Through “Under Wraps,” she also commented on a toxic trend in the market, where people were buying paintings they had never seen, prioritizing value rather than appreciation of the art itself.
“If they could buy paintings without seeing, then they can live with a painting that they’ll never see,” she explains with relish. “I’m not giving you a visual work. It’s more mental… You always wonder.”
Inevitably, collectors asked when they could unwrap the pieces, to which she replied, “You can’t open it. The point of the work is wonder what is inside.” The moment of revelation, she argues, would collapse the experience. “You’re gratified if you see it. After that, wala na ’yung experience.” If they had opened it, Cabigting swore she’d disown the work. But no collector did such thing. Five years later, she painted the wrapped canvases themselves to give to the collectors, perhaps as a sort of recompense.
This investigation into visibility and access expanded later on in exhibitions like “In Storage” (2022), when she turned the main gallery of Finale into a warehouse, which is what the gallery originally was. Sealed crates filled the space, with only rough sketches and squiggles hinting at their contents inside, pushing collectors to choose blindly.
Through this, Cabigting made a commentary on artworks that were put in storage, moving through freeports, without taxes, ultimately disappearing from public view. “After the show, it disappears into the boxes or homes of collectors,” she says. “And us, the public, will never see it again.”
Most recently, her 2025 exhibition “Five Formed From Two” followed a new method of inquiry. Cabigting painted sides of a wooden block, thickly layered with pigment, blurring the line between painting and sculpture.
“It’s the same object, but perspective-wise it also changes. We have a different perspective on the same object. We all have our own prejudices. So that’s why I made three versions of the same object.”
How we see things is all informed by our subjective experience. Be it because of our age, gender, nationality, class, or personal histories, our gazes are never neutral, but shaped by who we are. Cabigting’s practice maps this spectrum.
Stillness and multiplicity
In Cabigting’s exhibitions, figures stand before masterpieces, caught mid-gaze. As you stand in front of one of these paintings in real life, you might ask yourself: Is Cabigting’s work a masterpiece in itself as well?
From 2023 to 2024, she exhibited “When We Look at Art” at the Metropolitan Museum of Manila, documenting the decades of her practice thus far. And more recently, she exhibited a piece at ALT Art 2026 last February, creating a painting of two women studying a small painting by Matisse.
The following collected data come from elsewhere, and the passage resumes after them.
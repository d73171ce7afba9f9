//! Fake toolchain executables written as shell scripts.
//!
//! Scripts validate the arguments they receive and print canned output, so
//! integration tests exercise real process spawning without a compiler or
//! Ninja installed.

use std::fs::{self, File};
use std::io::Write;
use std::path::Path;

use anyhow::{Context, Result, anyhow};
use camino::Utf8PathBuf;
use tempfile::TempDir;

/// A script in its own temporary directory.
#[derive(Debug)]
pub struct FakeTool {
    /// Keeps the script alive.
    pub dir: TempDir,
    /// Path of the script.
    pub path: Utf8PathBuf,
    /// File the script appends each received argument to, one per line.
    pub log: Utf8PathBuf,
}

impl FakeTool {
    /// Arguments received by the most recent runs, in order.
    pub fn recorded_args(&self) -> Result<Vec<String>> {
        if !self.log.exists() {
            return Ok(Vec::new());
        }
        let text = fs::read_to_string(&self.log)
            .with_context(|| format!("read argument log {}", self.log))?;
        Ok(text.lines().map(str::to_owned).collect())
    }
}

/// Make a script file executable on Unix platforms.
#[cfg(unix)]
fn make_script_executable(path: &Path, context: &str) -> Result<()> {
    use std::os::unix::fs::PermissionsExt;
    let mut perms = fs::metadata(path)
        .with_context(|| format!("{context}: read metadata {}", path.display()))?
        .permissions();
    perms.set_mode(0o755);
    fs::set_permissions(path, perms)
        .with_context(|| format!("{context}: set permissions {}", path.display()))?;
    Ok(())
}

#[cfg(not(unix))]
fn make_script_executable(_path: &Path, _context: &str) -> Result<()> {
    Ok(())
}

fn write_script(name: &str, body: &str, context: &str) -> Result<FakeTool> {
    let dir = TempDir::new().with_context(|| format!("{context}: create temp dir"))?;
    let path = Utf8PathBuf::from_path_buf(dir.path().join(name))
        .map_err(|p| anyhow!("{context}: non-UTF-8 path {}", p.display()))?;
    let log = Utf8PathBuf::from_path_buf(dir.path().join("args.log"))
        .map_err(|p| anyhow!("{context}: non-UTF-8 path {}", p.display()))?;
    let mut file =
        File::create(&path).with_context(|| format!("{context}: create script {path}"))?;
    let script = body.replace("@LOG@", log.as_str());
    write!(file, "#!/bin/sh\n{script}")
        .with_context(|| format!("{context}: write script {path}"))?;
    drop(file);
    make_script_executable(path.as_std_path(), context)?;
    Ok(FakeTool { dir, path, log })
}

/// A compiler that logs its arguments and prints `output`.
pub fn fake_compiler(output: &str) -> Result<FakeTool> {
    let body = format!(
        "for arg in \"$@\"; do printf '%s\\n' \"$arg\" >> '@LOG@'; done\n\
         cat <<'SHIKUMI_EOF'\n{output}\nSHIKUMI_EOF\n"
    );
    write_script("cc", &body, "fake_compiler")
}

/// A tool that logs its arguments and exits with `code`.
pub fn fake_failing_tool(code: i32, stderr: &str) -> Result<FakeTool> {
    let body = format!(
        "for arg in \"$@\"; do printf '%s\\n' \"$arg\" >> '@LOG@'; done\n\
         printf '%s\\n' '{stderr}' >&2\n\
         exit {code}\n"
    );
    write_script("tool", &body, "fake_failing_tool")
}

/// A Ninja that answers `-C <dir> -t compdb cc cxx objc objcxx` with one
/// entry whose directory is `<dir>`, and exits `2` for anything else.
pub fn fake_ninja_compdb() -> Result<FakeTool> {
    let body = "for arg in \"$@\"; do printf '%s\\n' \"$arg\" >> '@LOG@'; done\n\
        [ \"$1\" = \"-C\" ] || exit 2\n\
        [ \"$3 $4\" = \"-t compdb\" ] || exit 2\n\
        [ \"$5 $6 $7 $8\" = \"cc cxx objc objcxx\" ] || exit 2\n\
        printf '[{\"directory\": \"%s\", \"command\": \"cc my.in my.out\", \"file\": \"my.in\", \"output\": \"my.out\"}]\\n' \"$2\"\n";
    write_script("ninja", body, "fake_ninja_compdb")
}

/// A Ninja that prints `output` for any arguments.
pub fn fake_ninja_printing(output: &str) -> Result<FakeTool> {
    let body = format!("cat <<'SHIKUMI_EOF'\n{output}\nSHIKUMI_EOF\n");
    write_script("ninja", &body, "fake_ninja_printing")
}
With more works in progress in the year to come, Cabigting continues to create layered conversations in her work, from discussions on value, labor, and access to imagination and the politics of seeing.
For Women’s Month, Cabigting shows a person who is expansive, not reducible to a single dimension or role as an artist. She is disciplined and playful, analytical and intuitive, conceptual and domestic, an archer and a gamer, meticulous and mischievous.
Through all this, Cabigting exemplifies how perspective is plural, both in art and life itself.